Each of the entries below needs to be given again exactly.
*** Extracted entries Section Begins ***
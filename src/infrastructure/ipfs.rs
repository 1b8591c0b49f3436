use crate::domain::{error::ListError, token::TokenList};
use reqwest::multipart::{Form, Part};
use serde::Deserialize;
use uuid::Uuid;

#[derive(Debug, Deserialize)]
struct PinInfo {
    cid: String,
}

#[derive(Debug, Deserialize)]
struct PutObjectResponse {
    pin: PinInfo,
}

/// Uploads the serialized token list to the IPFS gateway and returns the
/// CID it was pinned under. Failures here are fatal; no retry.
pub struct IpfsUploader {
    client: reqwest::Client,
    api_url: String,
    api_key: String,
}

impl IpfsUploader {
    pub fn new(api_url: &str, api_key: &str) -> Self {
        Self {
            client: reqwest::Client::new(),
            api_url: api_url.to_string(),
            api_key: api_key.to_string(),
        }
    }

    pub async fn publish(&self, list: &TokenList) -> Result<String, ListError> {
        let body = serde_json::to_vec(list)
            .map_err(|e| ListError::Publish(format!("Failed to serialize token list: {e}")))?;
        let key = object_key();

        let form = Form::new()
            .part(
                "Body",
                Part::bytes(body)
                    .file_name(key.clone())
                    .mime_str("application/json")?,
            )
            .text("Key", key)
            .text("ContentType", "application/json");

        let response = self
            .client
            .post(&self.api_url)
            .header("x-api-key", &self.api_key)
            .multipart(form)
            .send()
            .await
            .map_err(|e| ListError::Publish(format!("IPFS upload failed: {e}")))?;

        let status = response.status();
        let text = response
            .text()
            .await
            .map_err(|e| ListError::Publish(format!("Failed to read gateway response: {e}")))?;

        if !status.is_success() {
            return Err(ListError::Publish(format!(
                "IPFS gateway returned {status}: {text}"
            )));
        }

        extract_cid(&text)
    }
}

/// Collision-unlikely object key; only needs to be unique for one run.
fn object_key() -> String {
    format!("{}_tokenlist.json", Uuid::new_v4().simple())
}

fn extract_cid(body: &str) -> Result<String, ListError> {
    let parsed: PutObjectResponse = serde_json::from_str(body)
        .map_err(|_| ListError::Publish(format!("Unexpected gateway response: {body}")))?;
    Ok(parsed.pin.cid)
}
*** Extracted entries Section Ends ***
Written solution
filename src/infrastructure/ipfs.rs
repository 1b8591c0b49f3436
use crate::domain::{error::ListError, token::TokenList};
use reqwest::multipart::{Form, Part};
use serde::Deserialize;
use uuid::Uuid;

#[derive(Debug, Deserialize)]
struct PinInfo {
    cid: String,
}

#[derive(Debug, Deserialize)]
struct PutObjectResponse {
    pin: PinInfo,
}

/// Uploads the serialized token list to the IPFS gateway and returns the
/// CID it was pinned under. Failures here are fatal; no retry.
pub struct IpfsUploader {
    client: reqwest::Client,
    api_url: String,
    api_key: String,
}

impl IpfsUploader {
    pub fn new(api_url: &str, api_key: &str) -> Self {
        Self {
            client: reqwest::Client::new(),
            api_url: api_url.to_string(),
            api_key: api_key.to_string(),
        }
    }

    pub async fn publish(&self, list: &TokenList) -> Result<String, ListError> {
        let body = serde_json::to_vec(list)
            .map_err(|e| ListError::Publish(format!("Failed to serialize token list: {e}")))?;
        let key = object_key();

        let form = Form::new()
            .part(
                "Body",
                Part::bytes(body)
                    .file_name(key.clone())
                    .mime_str("application/json")?,
            )
            .text("Key", key)
            .text("ContentType", "application/json");

        let response = self
            .client
            .post(&self.api_url)
            .header("x-api-key", &self.api_key)
            .multipart(form)
            .send()
            .await
            .map_err(|e| ListError::Publish(format!("IPFS upload failed: {e}")))?;

        let status = response.status();
        let text = response
            .text()
            .await
            .map_err(|e| ListError::Publish(format!("Failed to read gateway response: {e}")))?;

        if !status.is_success() {
            return Err(ListError::Publish(format!(
                "IPFS gateway returned {status}: {text}"
            )));
        }

        extract_cid(&text)
    }
}

/// Collision-unlikely object key; only needs to be unique for one run.
fn object_key() -> String {
    format!("{}_tokenlist.json", Uuid::new_v4().simple())
}

fn extract_cid(body: &str) -> Result<String, ListError> {
    let parsed: PutObjectResponse = serde_json::from_str(body)
        .map_err(|_| ListError::Publish(format!("Unexpected gateway response: {body}")))?;
    Ok(parsed.pin.cid)
}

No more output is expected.